Etonnant et enchanteur écrivain tel est Christian Millau. Loin de l’étiquette de critique gastronome qui colle à sa réputation -il y a plus de vingt ans qu’il a cédé ses parts du guide « Gault et Millau »- on savoure dans ce « journal impoli » les impertinences du Christian Millau qui a connu maints acteurs de la vie politique et littéraire, du monde du cinéma, qui a suivi les grands procès de l’histoire contemporaine, qui a parcouru la terre entière et qui a l’élégance de s’effacer pour ne parler que des autres.

Habile originalité pour remonter le cours des décennies, Christian Millau prend le prétexte d’écrire quotidiennement sur l’actualité de l’année 2010. Tel fait du jour lui inspire un commentaire et l’amène à évoquer telle autre aventure, à la même date, mais des années en arrière. Ce Hussard saute par dessus les petits comme les grands évènements. Curieux, sans conformisme ni préjugés, il livre avec humour ses humeurs, ses préférences et ses aversions.
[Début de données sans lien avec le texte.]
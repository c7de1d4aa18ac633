use serde::{Deserialize, Serialize};
use uuid::Uuid;

use super::clip::Clip;
use super::track::Track;

#[derive(Serialize, Deserialize, Clone, PartialEq, Debug)]
pub struct Project {
    pub name: String,
    #[serde(default)]
    pub tracks: Vec<Track>,
    #[serde(default)]
    pub playhead_ms: u64,
    #[serde(default)]
    pub is_playing: bool,
}

impl Project {
    pub fn new(name: &str) -> Self {
        Self {
            name: name.to_string(),
            tracks: Vec::new(),
            playhead_ms: 0,
            is_playing: false,
        }
    }

    pub fn load(json_str: &str) -> Result<Self, serde_json::Error> {
        let project: Project = serde_json::from_str(json_str)?;
        Ok(project)
    }

    pub fn save(&self) -> Result<String, serde_json::Error> {
        serde_json::to_string(self)
    }

    /// End of the last clip on any track.
    pub fn duration_ms(&self) -> u64 {
        self.tracks
            .iter()
            .flat_map(|t| t.clips.iter())
            .map(|c| c.end_ms())
            .max()
            .unwrap_or(0)
    }

    pub fn add_track(&mut self, track: Track) -> Uuid {
        let id = track.id;
        self.tracks.push(track);
        id
    }

    pub fn remove_track(&mut self, track_id: Uuid) -> Option<Track> {
        let index = self.tracks.iter().position(|t| t.id == track_id)?;
        Some(self.tracks.remove(index))
    }

    pub fn get_track(&self, track_id: Uuid) -> Option<&Track> {
        self.tracks.iter().find(|t| t.id == track_id)
    }

    pub fn get_track_mut(&mut self, track_id: Uuid) -> Option<&mut Track> {
        self.tracks.iter_mut().find(|t| t.id == track_id)
    }

    pub fn get_clip(&self, clip_id: Uuid) -> Option<&Clip> {
        self.tracks.iter().find_map(|t| t.get_clip(clip_id))
    }

    pub fn get_clip_mut(&mut self, clip_id: Uuid) -> Option<&mut Clip> {
        self.tracks.iter_mut().find_map(|t| t.get_clip_mut(clip_id))
    }

    pub fn track_of_clip(&self, clip_id: Uuid) -> Option<Uuid> {
        self.tracks
            .iter()
            .find(|t| t.get_clip(clip_id).is_some())
            .map(|t| t.id)
    }
}
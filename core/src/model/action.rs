use serde::{Deserialize, Serialize};
use uuid::Uuid;

use super::clip::Clip;
use crate::util::time::ms_to_secs;

/// Widget-side projection of a clip. Derived from the domain model, never
/// authoritative; the id always equals the clip id.
#[derive(Serialize, Deserialize, Clone, PartialEq, Debug)]
pub struct ActionRecord {
    pub id: Uuid,
    pub start_secs: f64,
    pub end_secs: f64,
    #[serde(default = "default_true")]
    pub movable: bool,
    #[serde(default = "default_true")]
    pub resizable: bool,
    #[serde(default)]
    pub selected: bool,
}

fn default_true() -> bool {
    true
}

impl ActionRecord {
    pub fn from_clip(clip: &Clip) -> Self {
        Self {
            id: clip.id,
            start_secs: ms_to_secs(clip.start_ms),
            end_secs: ms_to_secs(clip.end_ms()),
            movable: true,
            resizable: true,
            selected: clip.selected,
        }
    }

    pub fn duration_secs(&self) -> f64 {
        self.end_secs - self.start_secs
    }
}

/// One row per track in the timeline widget.
#[derive(Serialize, Deserialize, Clone, PartialEq, Debug)]
pub struct Row {
    pub id: Uuid,
    pub actions: Vec<ActionRecord>,
}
A savourer par exemple sa collaboration avec le géant Orson Welles : 1958, le génial Citizen Kane a décidé de filmer le Hong Kong secret , il est sur place, il a besoin d’un guide. Le hasard fait qu’il croise Christian Millau logé au même hôtel, trois whiskies et l’affaire est conclue, « pendant un mois nous avons déambulé, de fumeries clandestines en bordels, de camps où d’anciens généraux de Tchang Kaï-chek brodaient de pyjamas d’enfants ...» La fin de l'épisode est savoureuse, désopilante et humble de la part de l’auteur.
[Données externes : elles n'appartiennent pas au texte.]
use log::info;

use crate::engine::SharedEngine;
use crate::error::CoreError;

/// Single-flight guard around the engine's output stream. A second export
/// while one is in progress fails fast instead of queueing; the export
/// pipeline itself lives behind the engine boundary.
pub struct ExportService {
    engine: SharedEngine,
    in_progress: bool,
}

impl ExportService {
    pub fn new(engine: SharedEngine) -> Self {
        Self {
            engine,
            in_progress: false,
        }
    }

    pub fn in_progress(&self) -> bool {
        self.in_progress
    }

    pub fn start(&mut self) -> Result<(), CoreError> {
        if self.in_progress {
            return Err(CoreError::ExportInProgress);
        }
        self.engine
            .lock()
            .map_err(|_| CoreError::Runtime("Engine lock poisoned".to_string()))?
            .create_output_stream()?;
        self.in_progress = true;
        info!("Export stream opened");
        Ok(())
    }

    pub fn finish(&mut self) {
        self.in_progress = false;
    }
}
Des commentaires plus irrévérencieux émaillent ces 700 pages. L’écrivain peut avoir le coup de griffe d’apparence anodine mais qui assassine gentiment. Tiens, sa rencontre avec Bernard Tapie qu’il croise à Monaco. Christian Millau attend dans un hall sa femme, il est avec son chien aimé, adoré (tout maître comprend ce genre d’amour), Tapie s’approche, complimente la beauté de l’animal et tout à trac balance :
«- Vous en voulez combien ?
- Que voulez-vous dire par là ?
- Je veux dire que je vous l’achète.
Je l’aurais étranglé. Il est vrai que, quand on achète des équipes de football pour qu’elles perdent, pourquoi pas le chien d’un type rencontré par hasard ? »
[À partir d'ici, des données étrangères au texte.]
mod common;

use std::sync::{Arc, Mutex};

use editor_core::error::CoreError;
use editor_core::playback::PlaybackState;

use common::session_with_clips;

#[test]
fn test_play_drives_engine_once() {
    let (mut session, engine, _, _) = session_with_clips(&[(0, 5000)]);

    session.playback_mut().play(Some(1000)).expect("Failed to play");
    assert_eq!(session.playback().state(), PlaybackState::Playing);
    assert!(session.store().with_project(|p| p.is_playing).unwrap());
    assert_eq!(
        session.store().with_project(|p| p.playhead_ms).unwrap(),
        1000
    );

    // Playing again is a no-op.
    session.playback_mut().play(None).expect("Failed to play");
    assert_eq!(engine.lock().unwrap().play_calls, vec![1_000_000]);
}

#[test]
fn test_play_resumes_from_playhead() {
    let (mut session, engine, _, _) = session_with_clips(&[(0, 5000)]);
    session.store().set_playhead(2500).unwrap();

    session.playback_mut().play(None).expect("Failed to play");
    assert_eq!(engine.lock().unwrap().play_calls, vec![2_500_000]);
}

#[test]
fn test_play_failure_reverts_state() {
    let (mut session, engine, _, _) = session_with_clips(&[(0, 5000)]);
    engine.lock().unwrap().fail_play = true;

    let err = session
        .playback_mut()
        .play(Some(0))
        .expect_err("Expected play to fail");
    assert!(matches!(err, CoreError::Playback(_)));
    assert_eq!(session.playback().state(), PlaybackState::Stopped);
    assert!(!session.store().with_project(|p| p.is_playing).unwrap());
}

#[test]
fn test_pause_and_stop() {
    let (mut session, engine, _, _) = session_with_clips(&[(0, 5000)]);
    session.playback_mut().play(Some(2000)).unwrap();

    session.playback_mut().pause().expect("Failed to pause");
    assert_eq!(session.playback().state(), PlaybackState::Paused);
    assert!(!session.store().with_project(|p| p.is_playing).unwrap());
    assert_eq!(engine.lock().unwrap().pause_calls, 1);
    // Pause keeps the playhead where it was.
    assert_eq!(
        session.store().with_project(|p| p.playhead_ms).unwrap(),
        2000
    );

    session.playback_mut().stop().expect("Failed to stop");
    assert_eq!(session.playback().state(), PlaybackState::Stopped);
    assert_eq!(session.store().with_project(|p| p.playhead_ms).unwrap(), 0);
    assert!(engine.lock().unwrap().preview_calls.contains(&0));
}

#[test]
fn test_seek_clamps_to_project_duration() {
    let (mut session, engine, _, _) = session_with_clips(&[(0, 5000)]);

    let landed = session
        .playback_mut()
        .seek_to(99_999)
        .expect("Failed to seek");
    assert_eq!(landed, 5000);
    assert_eq!(session.store().with_project(|p| p.playhead_ms).unwrap(), 5000);
    assert_eq!(engine.lock().unwrap().preview_calls, vec![5_000_000]);
}

#[test]
fn test_skip_back_and_forward() {
    let (mut session, _, _, _) = session_with_clips(&[(0, 5000)]);
    session.playback_mut().seek_to(3000).unwrap();

    assert_eq!(session.playback_mut().skip_back(2.0).unwrap(), 1000);
    // Skipping past zero saturates.
    assert_eq!(session.playback_mut().skip_back(10.0).unwrap(), 0);
    // Skipping past the end clamps to the duration.
    assert_eq!(session.playback_mut().skip_forward(60.0).unwrap(), 5000);
}

#[test]
fn test_engine_time_updates_never_echo_back() {
    let (mut session, engine, _, _) = session_with_clips(&[(0, 5000)]);
    let observed = Arc::new(Mutex::new(Vec::new()));
    let sink = observed.clone();
    session
        .playback_mut()
        .add_time_listener(move |ms| sink.lock().unwrap().push(ms));

    session.playback_mut().on_engine_time(2_500_000);

    assert_eq!(session.store().with_project(|p| p.playhead_ms).unwrap(), 2500);
    assert_eq!(*observed.lock().unwrap(), vec![2500]);
    // The engine already sits at this position; no preview was requested.
    assert!(engine.lock().unwrap().preview_calls.is_empty());
}

#[test]
fn test_engine_state_callbacks_update_domain() {
    let (mut session, engine, _, _) = session_with_clips(&[(0, 5000)]);

    session.playback_mut().on_engine_playing();
    assert_eq!(session.playback().state(), PlaybackState::Playing);
    assert!(session.store().with_project(|p| p.is_playing).unwrap());

    session.playback_mut().on_engine_paused();
    assert_eq!(session.playback().state(), PlaybackState::Paused);
    assert!(!session.store().with_project(|p| p.is_playing).unwrap());

    // Neither callback drove the engine.
    let engine = engine.lock().unwrap();
    assert!(engine.play_calls.is_empty());
    assert_eq!(engine.pause_calls, 0);
}

#[test]
fn test_export_is_single_flight() {
    let (mut session, engine, _, _) = session_with_clips(&[(0, 5000)]);

    session.export_mut().start().expect("Failed to start export");
    assert!(session.export().in_progress());
    let err = session
        .export_mut()
        .start()
        .expect_err("Expected a rejected second export");
    assert!(matches!(err, CoreError::ExportInProgress));

    session.export_mut().finish();
    session.export_mut().start().expect("Failed to restart export");
    assert_eq!(engine.lock().unwrap().output_streams, 2);
}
Le ton peut être grave aussi, comme lorsqu’il évoque les procès des généraux de l’ OAS et celui de Bastien-Thiry. A propos de Salan il écrit : « Au mot Indochine Salan a pleuré. Son pays de cœur c’est l’Indo. Sa blessure inguérissable, c’est l’Indo. En voyant son visage baigné de larmes, on oublie, pour un instant, le fracas de la voiture piégée qui a tué sur le port d’Alger, soixante-deux pauvres bougres de dockers musulmans et l’on a envie de tendre la main vers le soldat des rizières » Sur Bastien-Thiry, le dernier des fusillés, l’auteur rappelle les paroles glaçantes du Général « chaque peuple doit avoir ses martyrs. Bastien-Thiry avait quelque chose de romantique. Ce sera un bon martyr ».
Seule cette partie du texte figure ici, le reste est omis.